So what can be done?

Well some readers had ideas on what the BI vendors could do to make their marketing and education material more genuinely useful in the decision making process. One clear theme was to keep the material grounded in practical reality, perhaps with the use of more “real world” rather than glossy PR style case studies:

“Make it realistic, clear, understandable”
“Don't make promises based on a best case scenarios”
“Produce realistic case studies”
“Focus on real customer success stories”

The point about making sure material is relevant was also made. Corporate and small business requirements can be quite different, as highlighted in comments such as:

“Provide benefits / examples targeted at smaller business rather than very large organisations with unlimited resources”.

So what can we conclude?

Well, the survey and comments do indicate a lot of interest in the IT profession for BI, but that there is clearly a lot of mistrust and wariness of vendor messaging.

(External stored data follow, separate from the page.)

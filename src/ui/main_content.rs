use crate::app::{App, Tab};
use ratatui::{
    Frame,
    layout::{Alignment, Constraint, Direction, Layout, Rect},
    style::{Modifier, Style},
    text::{Line, Span},
    widgets::{Block, Borders, List, ListItem, Paragraph, Wrap},
};
use tui_big_text::{BigText, PixelSize};

/// Renders the card grid, the empty-state placeholder, or the fetch error.
pub fn render_main_content(frame: &mut Frame, app: &mut App, area: Rect) {
    if let Some(message) = app.fetch_error.clone() {
        render_fetch_error(frame, app, area, &message);
        return;
    }

    let palette = app.theme.palette();
    let movies = app.visible_movies();
    let title = list_title(app, movies.len());

    if movies.is_empty() {
        let hint = if app.catalog.is_empty()
            && app.active_tab == Tab::Billboard
            && app.last_updated.is_none()
        {
            "Press (r) to load the billboard"
        } else {
            "No movies found."
        };

        let empty = Paragraph::new(vec![Line::from(""), Line::from(hint)])
            .style(Style::default().fg(palette.dim))
            .alignment(Alignment::Center)
            .block(
                Block::default()
                    .title(title)
                    .borders(Borders::ALL)
                    .style(Style::default().fg(palette.text)),
            );
        frame.render_widget(empty, area);
        return;
    }

    let items: Vec<ListItem> = movies
        .iter()
        .map(|movie| {
            let mut title_spans = Vec::new();
            if app.is_favorite(&movie.imdb_id) {
                title_spans.push(Span::styled("★ ", Style::default().fg(palette.favorite)));
            }
            title_spans.push(Span::styled(
                movie.title.clone(),
                Style::default()
                    .fg(palette.text)
                    .add_modifier(Modifier::BOLD),
            ));

            let genre = movie.genre.clone().unwrap_or_else(|| "Unknown".to_string());
            let content = vec![
                Line::from(title_spans),
                Line::from(Span::styled(
                    format!("  Genre: {}", genre),
                    Style::default().fg(palette.dim),
                )),
            ];

            ListItem::new(content)
        })
        .collect();

    let list = List::new(items)
        .block(
            Block::default()
                .title(title)
                .borders(Borders::ALL)
                .style(Style::default().fg(palette.text)),
        )
        .highlight_style(
            Style::default()
                .bg(palette.highlight)
                .fg(palette.accent)
                .add_modifier(Modifier::BOLD),
        )
        .highlight_symbol("▶ ");

    frame.render_stateful_widget(list, area, &mut app.list_state);
}

/// Block title summarizing the tab, count, and active filters.
fn list_title(app: &App, count: usize) -> String {
    let tab = match app.active_tab {
        Tab::Billboard => "Billboard",
        Tab::Favorites => "Favorites",
    };

    let mut title = format!("{} ({})", tab, count);
    if app.searching {
        title.push_str(&format!(" | search: \"{}▌\"", app.search_term));
    } else if !app.search_term.is_empty() {
        title.push_str(&format!(" | search: \"{}\"", app.search_term));
    }
    if !app.location_filter.is_empty() {
        title.push_str(&format!(" | location: {}", app.location_filter));
    }
    title
}

/// Renders the fetch failure in place of the grid.
fn render_fetch_error(frame: &mut Frame, app: &App, area: Rect, message: &str) {
    let palette = app.theme.palette();

    let chunks = Layout::default()
        .direction(Direction::Vertical)
        .constraints([
            Constraint::Length(8), // Big text
            Constraint::Min(3),    // Message
        ])
        .split(area);

    let big_text = BigText::builder()
        .pixel_size(PixelSize::Quadrant)
        .style(
            Style::default()
                .fg(palette.error)
                .add_modifier(Modifier::BOLD),
        )
        .lines(vec!["ERROR".into()])
        .alignment(Alignment::Center)
        .build();

    frame.render_widget(big_text, chunks[0]);

    let details = vec![
        Line::from(""),
        Line::from(Span::styled(
            message.to_string(),
            Style::default().fg(palette.error),
        )),
        Line::from(""),
        Line::from(Span::styled(
            "Press (r) to retry, (q) to quit",
            Style::default().fg(palette.dim),
        )),
    ];

    let details_paragraph = Paragraph::new(details)
        .block(
            Block::default()
                .borders(Borders::ALL)
                .style(Style::default().fg(palette.text)),
        )
        .alignment(Alignment::Center)
        .wrap(Wrap { trim: true });

    frame.render_widget(details_paragraph, chunks[1]);
}
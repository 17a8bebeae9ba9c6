use crate::app::App;
use ratatui::{
    Frame,
    layout::{Constraint, Direction, Layout, Rect},
    style::{Modifier, Style},
    widgets::{Block, Borders},
};
use throbber_widgets_tui::Throbber;

/// Renders the loading screen shown while the billboard fetch is in flight.
pub fn render_loading(frame: &mut Frame, app: &mut App, area: Rect) {
    let palette = app.theme.palette();

    let loading_block = Block::default()
        .title("Loading")
        .borders(Borders::ALL)
        .style(Style::default().fg(palette.text));

    let inner = loading_block.inner(area);
    frame.render_widget(loading_block, area);

    let chunks = Layout::default()
        .direction(Direction::Vertical)
        .constraints([
            Constraint::Percentage(40),
            Constraint::Length(1),
            Constraint::Min(0),
        ])
        .split(inner);

    let throbber = Throbber::default()
        .label("Fetching the billboard...")
        .style(Style::default().fg(palette.text))
        .throbber_style(
            Style::default()
                .fg(palette.accent)
                .add_modifier(Modifier::BOLD),
        )
        .throbber_set(throbber_widgets_tui::BRAILLE_SIX)
        .use_type(throbber_widgets_tui::WhichUse::Spin);

    frame.render_stateful_widget(throbber, chunks[1], &mut app.throbber_state);
}
use std::fs;
use std::io;
use std::path::{Path, PathBuf};

use crate::app::catalog::MovieRecord;
use crate::app::theme::ThemeMode;

pub fn default_data_dir() -> PathBuf {
    dirs::data_dir()
        .unwrap_or_else(|| PathBuf::from("."))
        .join("cartelera-tui")
}

/// Loads the persisted favorites list. A missing or malformed file is an
/// empty list; corrupt state must never block rendering.
pub fn load_favorites(path: &Path) -> Vec<MovieRecord> {
    let Ok(raw) = fs::read_to_string(path) else {
        return Vec::new();
    };
    serde_json::from_str(&raw).unwrap_or_default()
}

pub fn save_favorites(path: &Path, favorites: &[MovieRecord]) -> io::Result<()> {
    if let Some(parent) = path.parent() {
        fs::create_dir_all(parent)?;
    }
    let raw = serde_json::to_string(favorites).map_err(io::Error::other)?;
    fs::write(path, raw)
}

/// Loads the persisted theme preference, defaulting to light when the file
/// is absent or holds an unrecognized value.
pub fn load_theme(path: &Path) -> ThemeMode {
    match fs::read_to_string(path) {
        Ok(raw) => ThemeMode::parse(raw.trim()),
        Err(_) => ThemeMode::Light,
    }
}

pub fn save_theme(path: &Path, mode: ThemeMode) -> io::Result<()> {
    if let Some(parent) = path.parent() {
        fs::create_dir_all(parent)?;
    }
    fs::write(path, mode.as_str())
}

#[cfg(test)]
mod tests {
    use super::*;
    use tempfile::tempdir;

    fn movie(id: &str, title: &str) -> MovieRecord {
        MovieRecord {
            title: title.to_string(),
            poster: None,
            genre: Some("Sci-Fi".to_string()),
            year: Some("2021".to_string()),
            ubication: Some("North".to_string()),
            description: None,
            imdb_id: id.to_string(),
        }
    }

    #[test]
    fn favorites_round_trip() {
        let dir = tempdir().unwrap();
        let path = dir.path().join("favorites.json");
        let favorites = vec![movie("tt1", "Dune"), movie("tt2", "Arrival")];

        save_favorites(&path, &favorites).unwrap();
        assert_eq!(load_favorites(&path), favorites);
    }

    #[test]
    fn favorites_persist_in_wire_field_names() {
        let dir = tempdir().unwrap();
        let path = dir.path().join("favorites.json");
        save_favorites(&path, &[movie("tt1", "Dune")]).unwrap();

        let raw = fs::read_to_string(&path).unwrap();
        let value: serde_json::Value = serde_json::from_str(&raw).unwrap();
        assert_eq!(value[0]["Title"], "Dune");
        assert_eq!(value[0]["imdbID"], "tt1");
        assert_eq!(value[0]["Ubication"], "North");
    }

    #[test]
    fn missing_favorites_file_is_empty_list() {
        let dir = tempdir().unwrap();
        assert!(load_favorites(&dir.path().join("favorites.json")).is_empty());
    }

    #[test]
    fn malformed_favorites_file_is_empty_list() {
        let dir = tempdir().unwrap();
        let path = dir.path().join("favorites.json");
        fs::write(&path, "{not json").unwrap();
        assert!(load_favorites(&path).is_empty());

        fs::write(&path, r#"{"favorites": true}"#).unwrap();
        assert!(load_favorites(&path).is_empty());
    }

    #[test]
    fn save_favorites_creates_parent_directories() {
        let dir = tempdir().unwrap();
        let path = dir.path().join("nested").join("favorites.json");
        save_favorites(&path, &[movie("tt1", "Dune")]).unwrap();
        assert_eq!(load_favorites(&path).len(), 1);
    }

    #[test]
    fn theme_round_trips_and_fails_safe() {
        let dir = tempdir().unwrap();
        let path = dir.path().join("theme");

        assert_eq!(load_theme(&path), ThemeMode::Light);

        save_theme(&path, ThemeMode::Dark).unwrap();
        assert_eq!(load_theme(&path), ThemeMode::Dark);

        fs::write(&path, "mauve").unwrap();
        assert_eq!(load_theme(&path), ThemeMode::Light);
    }
}
impl App {
    pub fn new() -> Self {
        Self::with_data_dir(storage::default_data_dir())
    }

    /// Builds an app rooted at the given data directory. Favorites and the
    /// theme preference are loaded eagerly; both fail safe.
    pub fn with_data_dir(data_dir: PathBuf) -> Self {
        let favorites_path = data_dir.join("favorites.json");
        let theme_path = data_dir.join("theme");

        let favorites = storage::load_favorites(&favorites_path);
        let theme = storage::load_theme(&theme_path);

        let mut list_state = ListState::default();
        list_state.select(Some(0));

        Self {
            catalog: Vec::new(),
            favorites,
            locations: Vec::new(),
            current_screen: CurrentScreen::Main,
            active_tab: Tab::Billboard,
            searching: false,
            search_term: String::new(),
            location_filter: String::new(),
            theme,
            loading_movies: false,
            fetch_error: None,
            catalog_receiver: None,
            last_updated: None,
            detail: None,
            poster_receiver: None,
            poster_protocol: None,
            loading_poster: false,
            picker: None,
            selected_index: 0,
            list_state,
            throbber_state: ThrobberState::default(),
            favorites_path,
            theme_path,
        }
    }

    // --- Catalog fetch ---

    /// Kicks off the single background fetch. Ignored while a fetch is
    /// already in flight, so two fetches never overlap.
    pub fn fetch_catalog(&mut self) {
        if self.loading_movies {
            return;
        }

        let (sender, receiver) = mpsc::channel();
        self.catalog_receiver = Some(receiver);
        self.loading_movies = true;
        self.fetch_error = None;

        std::thread::spawn(move || {
            catalog::fetch_catalog_threaded(sender);
        });
    }

    /// Drains the fetch channel; called once per event-loop iteration.
    pub fn poll_catalog(&mut self) {
        let message = match &self.catalog_receiver {
            Some(receiver) => receiver.try_recv().ok(),
            None => None,
        };

        match message {
            Some(CatalogFetchMessage::Complete(movies)) => self.set_catalog(movies),
            Some(CatalogFetchMessage::Error(error)) => self.fail_fetch(error),
            None => {}
        }
    }

    /// Replaces the catalog and repopulates the location selector. The
    /// loading indicator is cleared on this path and on `fail_fetch`.
    pub fn set_catalog(&mut self, movies: Vec<MovieRecord>) {
        self.catalog = movies;
        self.locations = filter::distinct_locations(&self.catalog);
        if !self.location_filter.is_empty() && !self.locations.contains(&self.location_filter) {
            self.location_filter.clear();
        }
        self.fetch_error = None;
        self.loading_movies = false;
        self.catalog_receiver = None;
        self.last_updated = Some(Local::now());
        self.reset_selection();
    }

    pub fn fail_fetch(&mut self, message: String) {
        self.fetch_error = Some(message);
        self.loading_movies = false;
        self.catalog_receiver = None;
    }

    // --- Derived views ---

    /// The list the grid shows right now: active tab's source filtered by
    /// the current query and location.
    pub fn visible_movies(&self) -> Vec<MovieRecord> {
        let source = match self.active_tab {
            Tab::Billboard => &self.catalog,
            Tab::Favorites => &self.favorites,
        };
        filter::filter_movies(source, &self.search_term, &self.location_filter)
    }

    pub fn is_favorite(&self, imdb_id: &str) -> bool {
        self.favorites.iter().any(|movie| movie.imdb_id == imdb_id)
    }

    pub fn selected_movie(&self) -> Option<MovieRecord> {
        self.visible_movies().get(self.selected_index).cloned()
    }

    // --- Favorites ---

    /// Removes the record if already favorited (matched by `imdbID`),
    /// otherwise appends it, then persists the list synchronously. A write
    /// failure is swallowed; favorites remain usable in memory.
    pub fn toggle_favorite(&mut self, movie: &MovieRecord) {
        let exists = self.is_favorite(&movie.imdb_id);
        if exists {
            self.favorites.retain(|favorite| favorite.imdb_id != movie.imdb_id);
        } else {
            self.favorites.push(movie.clone());
        }
        let _ = storage::save_favorites(&self.favorites_path, &self.favorites);
        self.clamp_selection();
    }

    pub fn toggle_selected_favorite(&mut self) {
        if let Some(movie) = self.selected_movie() {
            self.toggle_favorite(&movie);
        }
    }

    pub fn toggle_detail_favorite(&mut self) {
        if let Some(movie) = self.detail.clone() {
            self.toggle_favorite(&movie);
        }
    }

    // --- Tabs, search, location ---

    /// Switches tabs. The query and location filter are intentionally kept;
    /// only the selection resets.
    pub fn set_tab(&mut self, tab: Tab) {
        if self.active_tab != tab {
            self.active_tab = tab;
            self.reset_selection();
        }
    }

    pub fn toggle_tab(&mut self) {
        match self.active_tab {
            Tab::Billboard => self.set_tab(Tab::Favorites),
            Tab::Favorites => self.set_tab(Tab::Billboard),
        }
    }

    pub fn start_search(&mut self) {
        self.searching = true;
    }

    pub fn push_search_char(&mut self, c: char) {
        self.search_term.push(c);
        self.reset_selection();
    }

    pub fn pop_search_char(&mut self) {
        self.search_term.pop();
        self.reset_selection();
    }

    pub fn commit_search(&mut self) {
        self.searching = false;
    }

    pub fn cancel_search(&mut self) {
        self.searching = false;
        self.search_term.clear();
        self.reset_selection();
    }

    /// Advances the location selector: all locations, then each distinct
    /// label in ascending order, wrapping back to all.
    pub fn cycle_location(&mut self) {
        if self.locations.is_empty() {
            self.location_filter.clear();
            return;
        }

        let next = match self.locations.iter().position(|l| *l == self.location_filter) {
            None => Some(0),
            Some(index) if index + 1 < self.locations.len() => Some(index + 1),
            Some(_) => None,
        };
        self.location_filter = match next {
            Some(index) => self.locations[index].clone(),
            None => String::new(),
        };
        self.reset_selection();
    }

    // --- Theme ---

    pub fn toggle_theme(&mut self) {
        self.theme = self.theme.toggled();
        let _ = storage::save_theme(&self.theme_path, self.theme);
    }

    // --- Detail modal ---

    /// Opens the detail overlay for the selected record and starts the
    /// poster download if the record carries a poster URL.
    pub fn open_detail(&mut self) {
        let Some(movie) = self.selected_movie() else {
            return;
        };

        self.poster_protocol = None;
        self.poster_receiver = None;
        self.loading_poster = false;

        if self.picker.is_some() {
            if let Some(url) = movie.poster.clone() {
                if !url.is_empty() {
                    let (sender, receiver) = mpsc::channel();
                    self.poster_receiver = Some(receiver);
                    self.loading_poster = true;
                    let imdb_id = movie.imdb_id.clone();
                    std::thread::spawn(move || {
                        poster::download_poster_threaded(url, imdb_id, sender);
                    });
                }
            }
        }

        self.detail = Some(movie);
        self.current_screen = CurrentScreen::Detail;
    }

    /// Single close operation shared by Esc, the explicit close key, and a
    /// mouse click outside the modal. Idempotent: a no-op when no modal is
    /// open.
    pub fn close_detail(&mut self) {
        self.detail = None;
        self.poster_receiver = None;
        self.poster_protocol = None;
        self.loading_poster = false;
        if self.current_screen == CurrentScreen::Detail {
            self.current_screen = CurrentScreen::Main;
        }
    }

    /// Drains the poster channel. Results for a record the modal has moved
    /// away from are dropped.
    pub fn poll_poster(&mut self) {
        let message = match &self.poster_receiver {
            Some(receiver) => receiver.try_recv().ok(),
            None => None,
        };

        match message {
            Some(PosterMessage::Ready { imdb_id, image }) => {
                self.loading_poster = false;
                self.poster_receiver = None;
                let current = self
                    .detail
                    .as_ref()
                    .is_some_and(|movie| movie.imdb_id == imdb_id);
                if current {
                    if let Some(picker) = &mut self.picker {
                        self.poster_protocol = Some(picker.new_resize_protocol(*image));
                    }
                }
            }
            Some(PosterMessage::Failed { .. }) => {
                self.loading_poster = false;
                self.poster_receiver = None;
            }
            None => {}
        }
    }

    // --- Selection ---

    pub fn next_movie(&mut self) {
        let count = self.visible_movies().len();
        if count == 0 {
            return;
        }
        self.selected_index = (self.selected_index + 1) % count;
        self.list_state.select(Some(self.selected_index));
    }

    pub fn previous_movie(&mut self) {
        let count = self.visible_movies().len();
        if count == 0 {
            return;
        }
        if self.selected_index == 0 {
            self.selected_index = count - 1;
        } else {
            self.selected_index -= 1;
        }
        self.list_state.select(Some(self.selected_index));
    }

    fn reset_selection(&mut self) {
        self.selected_index = 0;
        if self.visible_movies().is_empty() {
            self.list_state.select(None);
        } else {
            self.list_state.select(Some(0));
        }
    }

    fn clamp_selection(&mut self) {
        let count = self.visible_movies().len();
        if count == 0 {
            self.selected_index = 0;
            self.list_state.select(None);
        } else {
            if self.selected_index >= count {
                self.selected_index = count - 1;
            }
            self.list_state.select(Some(self.selected_index));
        }
    }
}
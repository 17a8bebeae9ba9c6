use crate::app::{App, Tab};
use ratatui::{
    Frame,
    layout::Rect,
    style::{Modifier, Style},
    widgets::{Block, Borders, Tabs},
};

/// Renders the header with the app title and the two view tabs.
pub fn render_header(frame: &mut Frame, app: &App, area: Rect) {
    let palette = app.theme.palette();

    let title = match &app.last_updated {
        Some(at) => format!("Cartelera (updated {})", at.format("%H:%M")),
        None => "Cartelera".to_string(),
    };

    let selected = match app.active_tab {
        Tab::Billboard => 0,
        Tab::Favorites => 1,
    };

    let tabs = Tabs::new(vec!["Billboard", "Favorites"])
        .select(selected)
        .style(Style::default().fg(palette.dim))
        .highlight_style(
            Style::default()
                .fg(palette.accent)
                .add_modifier(Modifier::BOLD),
        )
        .block(
            Block::default()
                .title(title)
                .borders(Borders::ALL)
                .style(Style::default().fg(palette.text)),
        );

    frame.render_widget(tabs, area);
}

It is safe to say that a very large proportion of BI marketing is considered to be well over the top and probably is not reaching all of the major parties involved in the BI decision making / solution definition processes. There is also a suggestion that vendors create wants and desires in the minds of users that do not always map onto what they really need, but no real surprises there given the nature of the software sales beast.

The biggest issue to come to light is that whilst vendors are targeting much of their efforts at business managers, they are arguably not paying enough attention to IT folk. In doing this, they are in fact creating a major disjoint, which in a world that is focussing a lot of attention on ‘business / IT alignment’ is clearly counterproductive.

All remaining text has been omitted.